A bakery in the French Riviera has been told by a court to remove a range of cakes after the delicacies were declared racist.

The patisserie in Grasse, South-Eastern France, was told his confectionery was “obscene” and could “incite racial hatred”, the Local reports.

The confections in question, named Gods and Goddesses, are shortbread and chocolate mousse cakes in the shape of obese people covered with dark chocolate with over-sized genitals as often found in statues of Greek mythology.

And while the baker found them inoffensive, the judge deemed them to be an “attack on human dignity”.

The case was brought by a French ‘anti racism’ group, the Representative Council of Black Associations (CRAN).

Speaking ahead of the court ruling, its spokesman Louis-George Tin said “It’s pure and simple racism”.

Having been made aware of the controversial chocolatey figures by a shocked customer, the group slammed the “obscene slave trade caricatures that tap into the tradition of colonial racism” and threatened to lodge a complaint for inciting racial hatred.
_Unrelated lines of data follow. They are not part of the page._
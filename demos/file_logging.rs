//! File logging example
//!
//! Demonstrates properties-based configuration, size rotation and
//! redirecting output while the program runs.
//!
//! Run with: cargo run --example file_logging

use customlog::prelude::*;
use std::fs;

fn main() -> Result<()> {
    println!("=== customlog - File Logging Example ===\n");

    fs::create_dir_all("demo_logs")?;
    fs::write(
        "demo_logs/logging.properties",
        "# demo configuration\n\
         logLevel = INFO\n\
         customLogFormatter = default\n\
         logFilePath = demo_logs/application.log\n\
         logFileLimit = 2048\n\
         logFileCount = 3\n",
    )?;

    println!("1. Logging through a properties-configured logger:");
    let logger = Logger::from_properties_file("demo_logs/logging.properties");
    logger.info("Application started", &[]);
    logger.debug("Loading configuration... (below threshold)", &[]);
    logger.warn("Using default settings for {} options", &[&2]);

    println!("2. Writing enough records to rotate:");
    for i in 0..100 {
        logger.info("Processing item {} of {}", &[&i, &100]);
    }
    logger.flush()?;

    for name in ["application.log", "application.log.1", "application.log.2", "application.log.3"] {
        let path = format!("demo_logs/{}", name);
        match fs::metadata(&path) {
            Ok(meta) => println!("   {} ({} bytes)", path, meta.len()),
            Err(_) => println!("   {} (absent)", path),
        }
    }

    println!("3. Redirecting to a second file:");
    logger.set_output_path("demo_logs/after_redirect.log")?;
    logger.info("Now writing to {}", &[&"after_redirect.log"]);
    logger.flush()?;

    println!("\nLast lines of demo_logs/after_redirect.log:");
    let content = fs::read_to_string("demo_logs/after_redirect.log")?;
    for line in content.lines().rev().take(3) {
        println!("   {}", line);
    }

    println!("\n=== Example completed successfully! ===");
    Ok(())
}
“We are in a country where the word equality is part of the constitution, which means it doesn’t allow for racism. Does he think these treats adhere to the values of the French Republic?” he asked.

“We must fight this kind of racism. I cannot imagine what would be said (rightly) if an African baker decided to represent Jesus Christ or the Virgin Mary in a similar way,” Tin added.

The baker, Tannick Tavolaro, was defiant about his creations when they first hit the headlines earlier this month, saying he found the complaint absurd and denied he was a racist.

“At first I thought it was a joke then I read the news. It’s absurd and hurtful. These pastries have absolutely no racial connotation at all,” he said.

“It’s made of chocolate mousse, which is why it’s black. The characters are little human beings, a man and woman but not a black man and a woman,” he explained.

“These people who attack me don’t know my story or my career or who I am. It’s just intellectual terrorism and I won’t yield to that kind of terrorism,” before pledging to continue making his cakes despite the threats he has received.

Tavolaro, who said he is not a member of any political party, said he was taking a stand “for free speech”.

But it’s not the first time a boulangerie has caused controversy. In September last year, a patisserie in Auxerre was forced to change the name of some biscuits called ‘negro’ and ‘bamboula’ (Mboula in Cameroon) after complaints from anti-racism groups.

Even more ridiculous was the scandal in Sweden in 2012 when the then culture minister Adelsohn Liljeroth almost lost her job by cutting into a cake modelled on a black woman’s body which was part of an art project. Unfortunately for Liljeroth, the choice of the vaginal area as the target for her knife caused outrage.